Source data -

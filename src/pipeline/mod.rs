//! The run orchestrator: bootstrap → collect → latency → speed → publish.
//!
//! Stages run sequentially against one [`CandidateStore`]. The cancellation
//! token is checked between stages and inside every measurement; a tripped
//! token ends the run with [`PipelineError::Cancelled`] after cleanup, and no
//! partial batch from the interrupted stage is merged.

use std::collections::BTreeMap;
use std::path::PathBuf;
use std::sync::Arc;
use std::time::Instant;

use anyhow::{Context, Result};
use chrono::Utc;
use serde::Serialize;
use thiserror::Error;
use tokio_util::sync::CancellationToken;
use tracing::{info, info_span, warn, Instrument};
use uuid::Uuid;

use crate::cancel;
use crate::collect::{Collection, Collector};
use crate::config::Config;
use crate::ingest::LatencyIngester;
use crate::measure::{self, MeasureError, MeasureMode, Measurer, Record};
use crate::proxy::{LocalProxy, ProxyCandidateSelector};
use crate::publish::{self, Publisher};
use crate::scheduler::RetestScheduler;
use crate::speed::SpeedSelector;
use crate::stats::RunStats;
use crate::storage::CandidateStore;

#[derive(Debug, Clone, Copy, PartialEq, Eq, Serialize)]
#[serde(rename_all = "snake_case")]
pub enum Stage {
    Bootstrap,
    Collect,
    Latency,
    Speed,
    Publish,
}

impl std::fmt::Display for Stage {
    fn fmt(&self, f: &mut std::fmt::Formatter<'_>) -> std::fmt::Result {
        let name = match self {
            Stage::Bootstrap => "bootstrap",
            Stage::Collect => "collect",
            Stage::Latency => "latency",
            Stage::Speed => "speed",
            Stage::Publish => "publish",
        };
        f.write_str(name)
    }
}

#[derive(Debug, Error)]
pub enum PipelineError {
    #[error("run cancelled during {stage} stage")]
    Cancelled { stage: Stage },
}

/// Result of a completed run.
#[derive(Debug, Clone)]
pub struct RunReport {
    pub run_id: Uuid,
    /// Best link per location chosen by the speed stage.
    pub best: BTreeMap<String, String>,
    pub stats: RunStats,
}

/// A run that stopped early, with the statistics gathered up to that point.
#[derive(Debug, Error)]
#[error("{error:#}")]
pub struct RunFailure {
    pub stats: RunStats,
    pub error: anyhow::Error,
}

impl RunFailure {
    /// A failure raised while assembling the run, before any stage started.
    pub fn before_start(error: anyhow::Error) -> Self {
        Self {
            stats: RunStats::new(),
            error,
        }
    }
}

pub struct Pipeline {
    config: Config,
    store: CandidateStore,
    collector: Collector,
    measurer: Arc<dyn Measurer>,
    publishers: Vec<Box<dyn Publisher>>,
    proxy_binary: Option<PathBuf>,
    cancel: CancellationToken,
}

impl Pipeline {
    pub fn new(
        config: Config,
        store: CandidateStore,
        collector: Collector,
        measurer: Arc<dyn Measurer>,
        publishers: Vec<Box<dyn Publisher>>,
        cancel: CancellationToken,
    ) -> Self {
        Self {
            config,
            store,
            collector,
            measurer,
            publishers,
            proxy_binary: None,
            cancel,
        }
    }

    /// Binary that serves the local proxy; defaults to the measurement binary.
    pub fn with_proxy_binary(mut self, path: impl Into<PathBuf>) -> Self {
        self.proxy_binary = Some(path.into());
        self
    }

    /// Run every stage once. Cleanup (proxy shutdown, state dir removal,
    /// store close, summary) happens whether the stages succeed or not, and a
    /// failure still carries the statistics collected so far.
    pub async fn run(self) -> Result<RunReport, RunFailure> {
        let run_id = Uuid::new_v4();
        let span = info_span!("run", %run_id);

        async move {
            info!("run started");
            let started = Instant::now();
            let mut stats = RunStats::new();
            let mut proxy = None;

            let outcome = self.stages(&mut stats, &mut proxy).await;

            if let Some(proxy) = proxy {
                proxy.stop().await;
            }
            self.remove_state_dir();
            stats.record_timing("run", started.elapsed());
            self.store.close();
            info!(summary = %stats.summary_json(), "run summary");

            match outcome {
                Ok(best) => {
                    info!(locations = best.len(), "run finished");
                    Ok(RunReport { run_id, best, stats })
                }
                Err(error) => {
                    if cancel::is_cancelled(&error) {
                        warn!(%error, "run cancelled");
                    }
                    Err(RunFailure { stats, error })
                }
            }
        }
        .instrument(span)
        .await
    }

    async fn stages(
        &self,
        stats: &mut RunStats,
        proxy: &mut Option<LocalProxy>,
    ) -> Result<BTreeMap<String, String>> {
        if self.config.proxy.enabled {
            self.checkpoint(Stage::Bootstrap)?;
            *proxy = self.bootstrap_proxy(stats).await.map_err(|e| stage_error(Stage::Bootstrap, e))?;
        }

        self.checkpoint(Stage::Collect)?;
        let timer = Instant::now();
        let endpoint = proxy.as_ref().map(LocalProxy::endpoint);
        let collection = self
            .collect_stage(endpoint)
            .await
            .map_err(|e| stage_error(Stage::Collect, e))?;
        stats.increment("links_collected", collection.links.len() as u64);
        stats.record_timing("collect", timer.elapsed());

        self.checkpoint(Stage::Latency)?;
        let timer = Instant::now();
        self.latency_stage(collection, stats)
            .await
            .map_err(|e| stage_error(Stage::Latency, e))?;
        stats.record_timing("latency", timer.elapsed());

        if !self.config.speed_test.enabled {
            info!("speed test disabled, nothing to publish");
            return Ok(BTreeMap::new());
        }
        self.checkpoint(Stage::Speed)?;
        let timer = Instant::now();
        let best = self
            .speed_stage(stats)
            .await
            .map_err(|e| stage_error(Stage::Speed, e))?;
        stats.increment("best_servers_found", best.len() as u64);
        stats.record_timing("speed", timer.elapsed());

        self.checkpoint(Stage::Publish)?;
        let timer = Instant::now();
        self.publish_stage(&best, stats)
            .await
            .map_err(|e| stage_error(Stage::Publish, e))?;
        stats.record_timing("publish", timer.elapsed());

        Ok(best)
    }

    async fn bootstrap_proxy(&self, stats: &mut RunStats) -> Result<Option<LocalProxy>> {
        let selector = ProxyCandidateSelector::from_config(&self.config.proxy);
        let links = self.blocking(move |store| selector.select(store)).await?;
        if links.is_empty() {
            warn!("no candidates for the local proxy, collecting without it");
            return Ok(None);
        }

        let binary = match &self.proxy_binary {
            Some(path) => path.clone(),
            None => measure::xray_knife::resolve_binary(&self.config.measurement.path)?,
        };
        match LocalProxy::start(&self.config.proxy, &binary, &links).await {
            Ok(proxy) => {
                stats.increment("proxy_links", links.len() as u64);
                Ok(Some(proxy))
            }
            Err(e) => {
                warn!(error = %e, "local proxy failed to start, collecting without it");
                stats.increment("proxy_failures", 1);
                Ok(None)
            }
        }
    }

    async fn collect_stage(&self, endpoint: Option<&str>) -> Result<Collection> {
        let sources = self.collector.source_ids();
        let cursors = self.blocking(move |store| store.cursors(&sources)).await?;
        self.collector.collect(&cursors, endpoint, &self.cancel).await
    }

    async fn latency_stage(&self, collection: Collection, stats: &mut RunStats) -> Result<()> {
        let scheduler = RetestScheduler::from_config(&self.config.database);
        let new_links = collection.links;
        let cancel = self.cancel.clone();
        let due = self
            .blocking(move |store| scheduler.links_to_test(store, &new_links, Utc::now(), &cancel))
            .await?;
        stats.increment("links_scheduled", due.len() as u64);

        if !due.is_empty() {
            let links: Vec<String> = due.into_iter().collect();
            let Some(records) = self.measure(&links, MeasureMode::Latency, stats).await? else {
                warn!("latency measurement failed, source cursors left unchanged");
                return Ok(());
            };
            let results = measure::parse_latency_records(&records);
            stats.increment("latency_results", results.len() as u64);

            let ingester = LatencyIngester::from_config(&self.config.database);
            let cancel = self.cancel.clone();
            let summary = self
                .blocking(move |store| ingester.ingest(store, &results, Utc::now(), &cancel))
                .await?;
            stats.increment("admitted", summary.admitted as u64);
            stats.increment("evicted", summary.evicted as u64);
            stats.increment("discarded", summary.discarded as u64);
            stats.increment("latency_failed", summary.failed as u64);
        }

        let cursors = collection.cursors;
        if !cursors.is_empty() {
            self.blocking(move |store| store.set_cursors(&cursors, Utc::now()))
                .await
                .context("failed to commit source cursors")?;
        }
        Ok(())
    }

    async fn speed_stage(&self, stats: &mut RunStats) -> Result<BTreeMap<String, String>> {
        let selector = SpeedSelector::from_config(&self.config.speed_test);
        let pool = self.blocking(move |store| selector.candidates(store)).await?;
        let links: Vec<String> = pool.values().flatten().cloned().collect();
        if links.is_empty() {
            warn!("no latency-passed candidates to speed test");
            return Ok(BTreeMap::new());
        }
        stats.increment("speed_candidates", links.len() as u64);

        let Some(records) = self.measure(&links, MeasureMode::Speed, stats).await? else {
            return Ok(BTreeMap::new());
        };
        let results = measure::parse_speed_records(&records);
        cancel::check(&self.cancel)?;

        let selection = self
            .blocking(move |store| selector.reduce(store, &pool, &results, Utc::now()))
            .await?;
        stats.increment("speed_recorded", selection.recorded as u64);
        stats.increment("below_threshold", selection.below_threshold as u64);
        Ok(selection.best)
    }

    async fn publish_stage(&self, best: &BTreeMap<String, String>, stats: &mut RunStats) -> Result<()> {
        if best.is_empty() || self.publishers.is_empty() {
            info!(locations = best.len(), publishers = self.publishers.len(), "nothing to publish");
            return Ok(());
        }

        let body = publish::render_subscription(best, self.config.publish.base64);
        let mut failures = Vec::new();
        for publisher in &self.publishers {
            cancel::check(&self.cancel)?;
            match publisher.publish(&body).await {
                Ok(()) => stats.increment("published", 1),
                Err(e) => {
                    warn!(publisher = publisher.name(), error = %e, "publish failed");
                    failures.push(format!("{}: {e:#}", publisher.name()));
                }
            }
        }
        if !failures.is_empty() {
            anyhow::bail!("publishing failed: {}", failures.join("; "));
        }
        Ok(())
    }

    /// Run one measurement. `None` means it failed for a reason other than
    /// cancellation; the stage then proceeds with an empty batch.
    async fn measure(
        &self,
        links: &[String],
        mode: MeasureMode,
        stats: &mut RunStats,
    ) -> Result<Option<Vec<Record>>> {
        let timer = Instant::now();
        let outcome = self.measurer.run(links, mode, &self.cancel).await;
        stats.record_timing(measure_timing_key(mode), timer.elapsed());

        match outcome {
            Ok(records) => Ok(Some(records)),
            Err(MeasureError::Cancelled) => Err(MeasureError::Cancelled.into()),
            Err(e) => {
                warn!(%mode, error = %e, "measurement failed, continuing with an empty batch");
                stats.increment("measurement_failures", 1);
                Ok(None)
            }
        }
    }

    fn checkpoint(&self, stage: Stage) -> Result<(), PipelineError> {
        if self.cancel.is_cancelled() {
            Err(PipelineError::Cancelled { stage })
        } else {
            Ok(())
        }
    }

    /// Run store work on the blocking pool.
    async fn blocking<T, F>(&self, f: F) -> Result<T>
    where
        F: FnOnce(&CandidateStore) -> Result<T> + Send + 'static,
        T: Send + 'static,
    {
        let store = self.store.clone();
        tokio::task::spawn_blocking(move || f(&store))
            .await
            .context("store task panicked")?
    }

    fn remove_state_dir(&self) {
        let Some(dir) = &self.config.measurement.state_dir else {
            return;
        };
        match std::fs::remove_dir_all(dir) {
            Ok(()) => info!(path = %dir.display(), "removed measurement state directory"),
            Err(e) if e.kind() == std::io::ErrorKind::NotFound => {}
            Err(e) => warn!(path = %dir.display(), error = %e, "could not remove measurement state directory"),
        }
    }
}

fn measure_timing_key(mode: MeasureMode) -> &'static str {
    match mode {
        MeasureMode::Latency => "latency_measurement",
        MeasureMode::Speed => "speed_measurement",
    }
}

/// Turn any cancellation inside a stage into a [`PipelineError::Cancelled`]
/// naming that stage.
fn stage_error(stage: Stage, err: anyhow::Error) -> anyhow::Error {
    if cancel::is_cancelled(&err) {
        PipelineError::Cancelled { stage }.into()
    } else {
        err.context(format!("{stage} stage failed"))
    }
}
---
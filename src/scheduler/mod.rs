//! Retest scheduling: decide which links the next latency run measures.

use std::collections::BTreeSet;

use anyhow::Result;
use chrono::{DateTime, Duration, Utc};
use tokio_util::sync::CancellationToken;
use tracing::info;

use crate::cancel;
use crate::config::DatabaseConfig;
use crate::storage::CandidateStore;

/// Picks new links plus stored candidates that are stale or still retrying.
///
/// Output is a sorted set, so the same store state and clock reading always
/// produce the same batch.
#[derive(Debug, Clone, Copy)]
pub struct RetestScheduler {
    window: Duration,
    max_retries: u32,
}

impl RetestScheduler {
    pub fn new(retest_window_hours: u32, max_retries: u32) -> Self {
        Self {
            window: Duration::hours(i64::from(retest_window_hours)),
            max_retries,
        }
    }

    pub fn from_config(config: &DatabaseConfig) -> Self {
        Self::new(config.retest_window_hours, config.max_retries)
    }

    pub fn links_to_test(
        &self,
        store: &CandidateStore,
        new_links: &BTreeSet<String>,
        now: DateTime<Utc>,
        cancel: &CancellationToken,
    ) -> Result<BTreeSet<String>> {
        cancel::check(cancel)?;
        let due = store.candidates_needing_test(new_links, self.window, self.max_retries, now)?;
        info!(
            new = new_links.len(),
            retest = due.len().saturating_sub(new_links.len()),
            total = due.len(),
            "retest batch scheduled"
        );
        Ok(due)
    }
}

Directions for this task - All lines in the entries above that include "enabled" should be found and copied.

Exercise answer -
        if self.config.proxy.enabled {
        if !self.config.speed_test.enabled {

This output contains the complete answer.